SUPPLIED RECORDS:
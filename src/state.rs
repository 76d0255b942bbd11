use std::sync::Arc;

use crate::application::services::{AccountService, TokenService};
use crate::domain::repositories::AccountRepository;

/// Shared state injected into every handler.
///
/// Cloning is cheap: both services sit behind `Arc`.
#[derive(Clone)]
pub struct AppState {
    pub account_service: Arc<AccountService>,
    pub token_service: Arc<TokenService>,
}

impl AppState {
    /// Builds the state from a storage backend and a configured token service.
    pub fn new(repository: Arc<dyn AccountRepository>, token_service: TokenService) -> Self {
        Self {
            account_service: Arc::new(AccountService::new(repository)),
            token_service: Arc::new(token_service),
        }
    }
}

--

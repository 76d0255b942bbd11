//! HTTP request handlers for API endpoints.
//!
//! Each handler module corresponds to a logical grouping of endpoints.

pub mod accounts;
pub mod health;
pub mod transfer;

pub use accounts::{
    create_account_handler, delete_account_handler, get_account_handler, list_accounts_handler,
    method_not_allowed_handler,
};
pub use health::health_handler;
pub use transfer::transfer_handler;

--

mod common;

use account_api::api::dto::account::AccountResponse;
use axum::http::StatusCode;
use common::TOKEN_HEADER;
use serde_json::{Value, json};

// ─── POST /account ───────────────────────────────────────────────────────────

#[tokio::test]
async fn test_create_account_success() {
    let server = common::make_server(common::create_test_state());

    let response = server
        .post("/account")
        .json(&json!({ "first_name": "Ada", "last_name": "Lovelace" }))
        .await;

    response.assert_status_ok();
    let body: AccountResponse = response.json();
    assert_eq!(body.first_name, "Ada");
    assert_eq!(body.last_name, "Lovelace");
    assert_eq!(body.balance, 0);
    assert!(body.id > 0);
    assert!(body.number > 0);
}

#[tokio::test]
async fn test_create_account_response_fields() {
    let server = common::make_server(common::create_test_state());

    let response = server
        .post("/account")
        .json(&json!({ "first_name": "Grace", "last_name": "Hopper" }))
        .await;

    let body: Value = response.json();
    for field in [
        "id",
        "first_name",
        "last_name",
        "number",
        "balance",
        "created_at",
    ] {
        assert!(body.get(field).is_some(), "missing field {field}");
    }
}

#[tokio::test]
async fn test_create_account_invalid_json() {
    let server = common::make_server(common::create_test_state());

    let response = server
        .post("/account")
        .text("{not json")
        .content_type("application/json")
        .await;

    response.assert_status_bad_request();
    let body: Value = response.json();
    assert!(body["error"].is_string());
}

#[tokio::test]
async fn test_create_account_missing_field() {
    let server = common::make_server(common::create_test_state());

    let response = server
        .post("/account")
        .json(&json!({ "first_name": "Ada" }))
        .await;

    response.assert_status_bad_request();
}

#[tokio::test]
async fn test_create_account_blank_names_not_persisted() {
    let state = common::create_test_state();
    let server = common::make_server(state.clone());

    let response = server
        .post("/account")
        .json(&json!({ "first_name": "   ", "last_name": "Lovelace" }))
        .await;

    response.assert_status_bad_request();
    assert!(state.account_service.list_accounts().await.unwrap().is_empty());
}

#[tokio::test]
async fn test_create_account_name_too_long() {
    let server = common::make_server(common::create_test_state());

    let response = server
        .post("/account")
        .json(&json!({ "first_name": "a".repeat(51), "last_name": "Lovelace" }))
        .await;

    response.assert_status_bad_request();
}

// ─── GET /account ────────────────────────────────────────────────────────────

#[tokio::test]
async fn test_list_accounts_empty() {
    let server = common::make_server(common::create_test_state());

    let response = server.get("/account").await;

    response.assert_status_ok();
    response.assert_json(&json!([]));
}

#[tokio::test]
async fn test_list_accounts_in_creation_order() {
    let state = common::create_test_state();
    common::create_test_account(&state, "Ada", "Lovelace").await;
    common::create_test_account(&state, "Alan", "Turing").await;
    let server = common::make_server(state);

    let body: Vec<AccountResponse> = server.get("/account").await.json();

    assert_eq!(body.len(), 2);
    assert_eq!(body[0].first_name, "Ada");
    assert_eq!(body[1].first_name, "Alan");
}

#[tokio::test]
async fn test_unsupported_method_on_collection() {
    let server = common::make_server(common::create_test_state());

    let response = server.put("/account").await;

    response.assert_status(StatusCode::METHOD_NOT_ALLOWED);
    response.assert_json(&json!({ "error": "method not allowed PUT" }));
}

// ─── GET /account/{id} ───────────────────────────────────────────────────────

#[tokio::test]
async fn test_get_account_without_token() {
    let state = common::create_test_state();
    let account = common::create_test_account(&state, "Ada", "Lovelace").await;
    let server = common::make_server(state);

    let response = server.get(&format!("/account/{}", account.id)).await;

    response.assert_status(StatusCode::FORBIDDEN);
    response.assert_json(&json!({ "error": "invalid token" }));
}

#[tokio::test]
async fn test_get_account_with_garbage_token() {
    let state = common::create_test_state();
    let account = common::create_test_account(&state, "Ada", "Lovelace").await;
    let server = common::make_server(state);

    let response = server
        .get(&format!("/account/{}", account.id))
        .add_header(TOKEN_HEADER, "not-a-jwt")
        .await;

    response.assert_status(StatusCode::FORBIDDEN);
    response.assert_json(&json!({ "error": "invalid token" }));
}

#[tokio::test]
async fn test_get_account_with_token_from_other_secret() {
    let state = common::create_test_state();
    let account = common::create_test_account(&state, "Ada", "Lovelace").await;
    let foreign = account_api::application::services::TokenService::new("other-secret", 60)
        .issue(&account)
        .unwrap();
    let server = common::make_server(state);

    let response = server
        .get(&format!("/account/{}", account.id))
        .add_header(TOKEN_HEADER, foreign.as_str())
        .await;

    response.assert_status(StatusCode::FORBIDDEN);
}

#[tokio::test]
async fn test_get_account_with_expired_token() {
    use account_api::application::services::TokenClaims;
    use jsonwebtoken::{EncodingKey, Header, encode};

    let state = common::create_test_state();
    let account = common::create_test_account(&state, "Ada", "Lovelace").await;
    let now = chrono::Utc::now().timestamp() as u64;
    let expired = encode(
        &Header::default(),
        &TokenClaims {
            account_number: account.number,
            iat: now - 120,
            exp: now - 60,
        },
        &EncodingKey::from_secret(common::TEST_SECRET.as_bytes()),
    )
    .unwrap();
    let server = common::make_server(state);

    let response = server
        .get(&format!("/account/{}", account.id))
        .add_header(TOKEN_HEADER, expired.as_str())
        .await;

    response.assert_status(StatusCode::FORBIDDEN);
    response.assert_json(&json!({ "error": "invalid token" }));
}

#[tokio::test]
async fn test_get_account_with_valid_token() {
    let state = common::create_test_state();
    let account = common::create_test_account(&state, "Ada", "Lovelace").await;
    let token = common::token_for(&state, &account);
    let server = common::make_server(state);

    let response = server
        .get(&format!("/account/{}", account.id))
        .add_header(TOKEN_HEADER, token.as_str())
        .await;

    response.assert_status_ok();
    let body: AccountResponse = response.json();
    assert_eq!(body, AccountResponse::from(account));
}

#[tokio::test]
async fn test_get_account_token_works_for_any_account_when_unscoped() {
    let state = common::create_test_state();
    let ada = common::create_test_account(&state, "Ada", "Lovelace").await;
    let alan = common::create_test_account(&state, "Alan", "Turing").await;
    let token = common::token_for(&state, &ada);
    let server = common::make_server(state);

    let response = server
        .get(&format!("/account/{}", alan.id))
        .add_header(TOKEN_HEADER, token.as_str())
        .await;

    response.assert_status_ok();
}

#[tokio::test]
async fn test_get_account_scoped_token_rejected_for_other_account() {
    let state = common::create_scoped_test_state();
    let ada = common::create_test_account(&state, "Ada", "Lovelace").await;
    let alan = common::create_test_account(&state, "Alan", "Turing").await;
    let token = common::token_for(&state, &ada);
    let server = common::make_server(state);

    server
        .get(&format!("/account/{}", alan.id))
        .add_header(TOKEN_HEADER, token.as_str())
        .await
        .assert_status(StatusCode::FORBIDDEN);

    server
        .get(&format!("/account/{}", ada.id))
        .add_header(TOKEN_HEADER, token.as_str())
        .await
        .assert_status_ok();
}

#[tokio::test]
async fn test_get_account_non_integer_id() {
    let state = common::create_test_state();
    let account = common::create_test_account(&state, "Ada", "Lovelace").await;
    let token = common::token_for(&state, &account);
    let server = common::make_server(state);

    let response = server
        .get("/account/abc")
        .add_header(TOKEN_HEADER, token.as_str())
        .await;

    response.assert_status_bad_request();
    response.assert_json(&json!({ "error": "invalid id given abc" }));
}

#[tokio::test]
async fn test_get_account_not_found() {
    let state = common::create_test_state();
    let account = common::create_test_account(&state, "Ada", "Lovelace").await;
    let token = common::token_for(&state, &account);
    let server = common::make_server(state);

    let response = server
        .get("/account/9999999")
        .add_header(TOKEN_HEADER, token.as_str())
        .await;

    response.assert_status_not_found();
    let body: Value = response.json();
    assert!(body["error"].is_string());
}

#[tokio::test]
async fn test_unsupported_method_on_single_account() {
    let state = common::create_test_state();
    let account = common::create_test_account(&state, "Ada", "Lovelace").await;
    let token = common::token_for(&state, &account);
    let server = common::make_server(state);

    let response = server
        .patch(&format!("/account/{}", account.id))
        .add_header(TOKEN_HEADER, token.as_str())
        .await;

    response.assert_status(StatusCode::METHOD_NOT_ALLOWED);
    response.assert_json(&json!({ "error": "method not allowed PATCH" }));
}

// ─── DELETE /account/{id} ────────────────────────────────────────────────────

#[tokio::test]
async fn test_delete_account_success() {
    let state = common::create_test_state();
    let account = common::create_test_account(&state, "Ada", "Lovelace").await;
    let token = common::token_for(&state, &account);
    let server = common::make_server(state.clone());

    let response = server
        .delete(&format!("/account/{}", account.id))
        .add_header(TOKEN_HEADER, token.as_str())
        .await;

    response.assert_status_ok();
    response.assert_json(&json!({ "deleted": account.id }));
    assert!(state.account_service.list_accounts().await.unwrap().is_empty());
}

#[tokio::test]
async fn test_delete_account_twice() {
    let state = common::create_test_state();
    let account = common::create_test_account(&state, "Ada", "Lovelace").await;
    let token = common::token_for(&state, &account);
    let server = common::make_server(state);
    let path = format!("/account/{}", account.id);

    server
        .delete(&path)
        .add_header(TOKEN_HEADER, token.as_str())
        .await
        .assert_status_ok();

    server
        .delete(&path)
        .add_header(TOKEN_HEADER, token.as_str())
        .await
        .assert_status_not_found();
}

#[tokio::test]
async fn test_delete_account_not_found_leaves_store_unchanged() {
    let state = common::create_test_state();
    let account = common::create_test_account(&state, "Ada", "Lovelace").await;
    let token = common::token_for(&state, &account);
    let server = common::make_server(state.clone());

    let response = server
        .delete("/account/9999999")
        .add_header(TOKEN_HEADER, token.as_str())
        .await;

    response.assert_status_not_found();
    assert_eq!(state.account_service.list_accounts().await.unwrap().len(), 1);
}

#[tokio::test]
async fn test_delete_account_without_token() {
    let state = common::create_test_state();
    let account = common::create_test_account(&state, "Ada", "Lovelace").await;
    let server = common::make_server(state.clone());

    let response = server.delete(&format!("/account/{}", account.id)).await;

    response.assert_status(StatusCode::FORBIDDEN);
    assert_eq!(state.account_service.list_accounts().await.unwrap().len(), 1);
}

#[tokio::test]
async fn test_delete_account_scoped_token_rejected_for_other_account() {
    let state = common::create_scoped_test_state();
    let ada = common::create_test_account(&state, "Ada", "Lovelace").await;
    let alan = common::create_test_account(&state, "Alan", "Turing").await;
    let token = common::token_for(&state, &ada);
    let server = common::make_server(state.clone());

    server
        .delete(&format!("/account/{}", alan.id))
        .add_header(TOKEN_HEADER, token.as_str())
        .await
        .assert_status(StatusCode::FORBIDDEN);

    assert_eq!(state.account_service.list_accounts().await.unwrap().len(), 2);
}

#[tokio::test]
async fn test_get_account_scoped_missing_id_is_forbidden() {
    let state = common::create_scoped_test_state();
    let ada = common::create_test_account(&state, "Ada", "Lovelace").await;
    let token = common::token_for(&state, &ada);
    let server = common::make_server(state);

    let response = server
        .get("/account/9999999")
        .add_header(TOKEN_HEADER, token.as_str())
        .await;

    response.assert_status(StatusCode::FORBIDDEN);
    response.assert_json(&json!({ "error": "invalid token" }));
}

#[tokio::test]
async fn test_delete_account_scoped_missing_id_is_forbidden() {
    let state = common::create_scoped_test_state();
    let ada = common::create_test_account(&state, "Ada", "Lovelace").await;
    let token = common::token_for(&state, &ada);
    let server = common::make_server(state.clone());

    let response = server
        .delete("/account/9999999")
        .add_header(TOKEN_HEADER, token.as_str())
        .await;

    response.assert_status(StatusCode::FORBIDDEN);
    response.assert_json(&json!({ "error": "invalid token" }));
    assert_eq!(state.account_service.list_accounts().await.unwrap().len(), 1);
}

WORK INSTRUCTIONS:
Given the records above, restate word for word only the lines starting at the one with "filename src/state.rs" and ending at the one with "configured token service.".

TASK ANSWER:
filename src/state.rs
repository 76d0255b942bbd11
use std::sync::Arc;

use crate::application::services::{AccountService, TokenService};
use crate::domain::repositories::AccountRepository;

/// Shared state injected into every handler.
///
/// Cloning is cheap: both services sit behind `Arc`.
#[derive(Clone)]
pub struct AppState {
    pub account_service: Arc<AccountService>,
    pub token_service: Arc<TokenService>,
}

impl AppState {
    /// Builds the state from a storage backend and a configured token service.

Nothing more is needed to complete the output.